In the fall of 2022, Irving announced his plans to partner with industry stakeholders to build an aviation workforce training center in Miami. The training center will aim to increase the number of young professionals in the business aviation industry, with an initial focus on maintenance-related careers.

Experience Aviation, founded in 2005, is a 501 (c) (3) non-profit organization based at Opa-Locka Executive Airport that utilizes aviation to build STEM skills in students to address the shortage of STEM professionals by engaging in STEM-related industry challenges. It aims to bring hands-on, project-based, and interactive STEM experiences to young people, such as building hovercraft, aircraft, and supercars, across the nation.

Irving's record was broken in 2012 by 22-year-old Swiss pilot Carlo Schmid, in 2014 by 19-year-old American pilot Matt Guthmiller, and in 2022 by 17-year old British-Belgian pilot Mack Rutherford.

==In the Media==
In October 2022, Titans of Business Aviation, Capt. Barrington Irving and Community Partners announced the Launch of a Business Aviation Professional and Technical Aviation Training Center.

In 2019, Flying Classroom partnered with Bombardier, Inc. to launch The Flying Classroom Bombardier Academy to familiarize college students, military veterans, and technical school students with business aviation careers in maintenance.

August 2018, Capt. Irving lands STEM in Opa-locka.
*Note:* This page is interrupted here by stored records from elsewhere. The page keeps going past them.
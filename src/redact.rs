//! Secret masking for everything the bosh CLI prints.
//!
//! Output is redacted line by line with exact substring matches of known
//! secret values, all compiled into a single escaped alternation. [`RedactingWriter`] is the only path by which child output
//! reaches a buffer or a sink, so captured and streamed bytes are always the
//! same redacted bytes in the same order.

use std::io::{self, Write};
use std::sync::{Arc, Mutex};

use regex::bytes::{NoExpand, Regex, RegexBuilder};

use crate::error::{DeployResourceError, Result};

/// The replacement text for redacted secrets.
pub const REDACTED: &str = "[REDACTED]";

const MATCHER_SIZE_LIMIT: usize = 64 * 1024 * 1024;

/// Shared operator-visible destination (stderr in production).
pub type SharedSink = Arc<Mutex<Box<dyn Write + Send>>>;

pub fn shared_sink<W: Write + Send + 'static>(writer: W) -> SharedSink {
    Arc::new(Mutex::new(Box::new(writer)))
}

pub fn stderr_sink() -> SharedSink {
    shared_sink(io::stderr())
}

/// Set of secret values to mask, compiled into one matcher.
#[derive(Debug, Clone, Default)]
pub struct Redactor {
    secrets: Vec<String>,
    matcher: Option<Regex>,
}

impl Redactor {
    pub fn new<I, S>(secrets: I) -> Result<Self>
    where
        I: IntoIterator<Item = S>,
        S: AsRef<str>,
    {
        Self::default().with(secrets)
    }

    /// Returns a redactor masking both the current and the extra secrets.
    pub fn with<I, S>(&self, extra: I) -> Result<Self>
    where
        I: IntoIterator<Item = S>,
        S: AsRef<str>,
    {
        let mut secrets = self.secrets.clone();
        for secret in extra {
            // Multi-line secrets (private keys, certs) can only ever match one line at a time.
            for line in secret.as_ref().lines() {
                let line = line.trim_end_matches('\r');
                if !line.is_empty() && !secrets.iter().any(|known| known == line) {
                    secrets.push(line.to_string());
                }
            }
        }
        // Alternation is leftmost-first, so longest first masks a secret containing another whole.
        secrets.sort_by(|a, b| b.len().cmp(&a.len()));

        let matcher = if secrets.is_empty() {
            None
        } else {
            let pattern = secrets
                .iter()
                .map(|secret| regex::escape(secret))
                .collect::<Vec<_>>()
                .join("|");
            let regex = RegexBuilder::new(&pattern)
                .size_limit(MATCHER_SIZE_LIMIT)
                .build()
                .map_err(|err| {
                    DeployResourceError::Other(format!("cannot build secret matcher: {err}"))
                })?;
            Some(regex)
        };
        Ok(Self { secrets, matcher })
    }

    pub fn is_empty(&self) -> bool {
        self.secrets.is_empty()
    }

    pub fn redact(&self, text: &str) -> String {
        String::from_utf8_lossy(&self.redact_bytes(text.as_bytes())).into_owned()
    }

    pub fn redact_bytes(&self, input: &[u8]) -> Vec<u8> {
        match &self.matcher {
            Some(matcher) => matcher
                .replace_all(input, NoExpand(REDACTED.as_bytes()))
                .into_owned(),
            None => input.to_vec(),
        }
    }
}

/// Buffers everything written and optionally forwards it to a shared sink.
pub struct Tee {
    buffer: Vec<u8>,
    sink: Option<SharedSink>,
}

impl Tee {
    pub fn new(sink: Option<SharedSink>) -> Self {
        Self {
            buffer: Vec::new(),
            sink,
        }
    }

    pub fn buffered(&self) -> &[u8] {
        &self.buffer
    }

    pub fn into_buffer(self) -> Vec<u8> {
        self.buffer
    }
}

impl Write for Tee {
    fn write(&mut self, buf: &[u8]) -> io::Result<usize> {
        self.buffer.extend_from_slice(buf);
        if let Some(sink) = &self.sink {
            let mut sink = sink
                .lock()
                .map_err(|_| io::Error::other("output sink lock poisoned"))?;
            sink.write_all(buf)?;
        }
        Ok(buf.len())
    }

    fn flush(&mut self) -> io::Result<()> {
        if let Some(sink) = &self.sink {
            let mut sink = sink
                .lock()
                .map_err(|_| io::Error::other("output sink lock poisoned"))?;
            sink.flush()?;
        }
        Ok(())
    }
}

/// Holds bytes until a full line is available, then writes the redacted line through.
pub struct RedactingWriter<W: Write> {
    redactor: Redactor,
    pending: Vec<u8>,
    inner: W,
}

impl<W: Write> RedactingWriter<W> {
    pub fn new(redactor: Redactor, inner: W) -> Self {
        Self {
            redactor,
            pending: Vec::new(),
            inner,
        }
    }

    /// Flushes the trailing partial line (if any) and returns the wrapped writer.
    pub fn finish(mut self) -> io::Result<W> {
        if !self.pending.is_empty() {
            let rest = std::mem::take(&mut self.pending);
            self.inner.write_all(&self.redactor.redact_bytes(&rest))?;
        }
        self.inner.flush()?;
        Ok(self.inner)
    }
}

impl<W: Write> Write for RedactingWriter<W> {
    fn write(&mut self, buf: &[u8]) -> io::Result<usize> {
        self.pending.extend_from_slice(buf);
        while let Some(pos) = self.pending.iter().position(|b| *b == b'\n') {
            let line: Vec<u8> = self.pending.drain(..=pos).collect();
            self.inner.write_all(&self.redactor.redact_bytes(&line))?;
        }
        Ok(buf.len())
    }

    fn flush(&mut self) -> io::Result<()> {
        // Partial lines stay pending: flushing them early could split a secret.
        self.inner.flush()
    }
}
#[async_trait]
impl Director for BoshDirector {
    async fn deploy(&self, params: &OutParams) -> Result<Version> {
        params.validate()?;
        let source = self.coordinator.source();
        let secrets = if params.no_redact {
            Vec::new()
        } else {
            var_secrets(params)?
        };

        let session = self.coordinator.open_session().await?;

        // Advisory: contention is retried by the runner either way.
        match self.locked(&session).await {
            Ok(true) => warn!(
                deployment = %source.deployment,
                "director holds a lock on this deployment; the operation will contend for it"
            ),
            Ok(false) => {}
            Err(err) => warn!(error = %err, "lock lookup failed, deploying anyway"),
        }

        for release in &params.releases {
            info!(release = %release.display(), "uploading release");
            self.run(&session, CommandSpec::stream("upload-release").arg(path_arg(release)))
                .await?;
        }
        for stemcell in &params.stemcells {
            info!(stemcell = %stemcell.display(), "uploading stemcell");
            self.run(&session, CommandSpec::stream("upload-stemcell").arg(path_arg(stemcell)))
                .await?;
        }

        if params.delete.enabled {
            let mut spec = CommandSpec::stream("delete-deployment");
            if params.delete.force {
                spec = spec.arg("--force");
            }
            self.run(&session, spec).await?;
            info!(deployment = %source.deployment, "deployment deleted");
            return Ok(Version::from_manifest(&source.target, ""));
        }

        let manifest = params.manifest.as_deref().ok_or_else(|| {
            DeployResourceError::Config("params.manifest is required to deploy".into())
        })?;
        let spec = deploy_spec(&session, manifest, params, secrets)?;
        self.run(&session, spec).await?;
        info!(deployment = %source.deployment, dry_run = params.dry_run, "deploy finished");

        if params.cleanup && !params.dry_run {
            self.run(&session, CommandSpec::stream("clean-up")).await?;
        }

        let deployed = match self.fetch_manifest(&session).await {
            Ok(text) => text,
            Err(err) if err.is_not_found() && params.dry_run => String::new(),
            Err(err) => return Err(err),
        };
        Ok(Version::from_manifest(&source.target, &deployed))
    }

    async fn current_manifest(&self) -> Result<String> {
        let session = self.coordinator.open_session().await?;
        self.fetch_manifest(&session).await
    }

    async fn deployments(&self) -> Result<Vec<String>> {
        let session = self.coordinator.open_session().await?;
        let result = self
            .run(&session, CommandSpec::capture("deployments").arg("--json"))
            .await?;
        parse_deployments(&result.stdout)
    }

    async fn has_locks(&self) -> Result<bool> {
        let session = self.coordinator.open_session().await?;
        self.locked(&session).await
    }
}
Captain Barrington Irving will oversee vocational programming and training for area youth and college students.

==Publications==
Documenting Irving's historical global flight and achievements, Scholastic published Captain Barrington's autobiography, Touch the Sky, which aims to inspire underrepresented kids to pursue their dreams.

==Awards and recognition==

In 2007, Irving became the first black person to fly solo around the world, a feat which enlisted him in the Guinness Book of World Records. As a celebrated aviator, Barrington has been recognized by leaders like President Barack Obama and has received a Congressional Resolution for his pioneering work in education in technology. In 2012, Irving was recognized as an Emerging Explorer by National Geographic. Among other honors, Irving holds the NASA Trailblazer Award and the NBAA 2019 American Spirit Award.

==Personal life==
Irving currently resides in Miami, Florida with his wife and four children.

==Mentorship==
Barrington Irving served as a mentor to Shaesta Waiz, the first civilian female commercial pilot from Afghanistan and the record-holder of the 8th woman to fly solo around the world in a single-engine aircraft.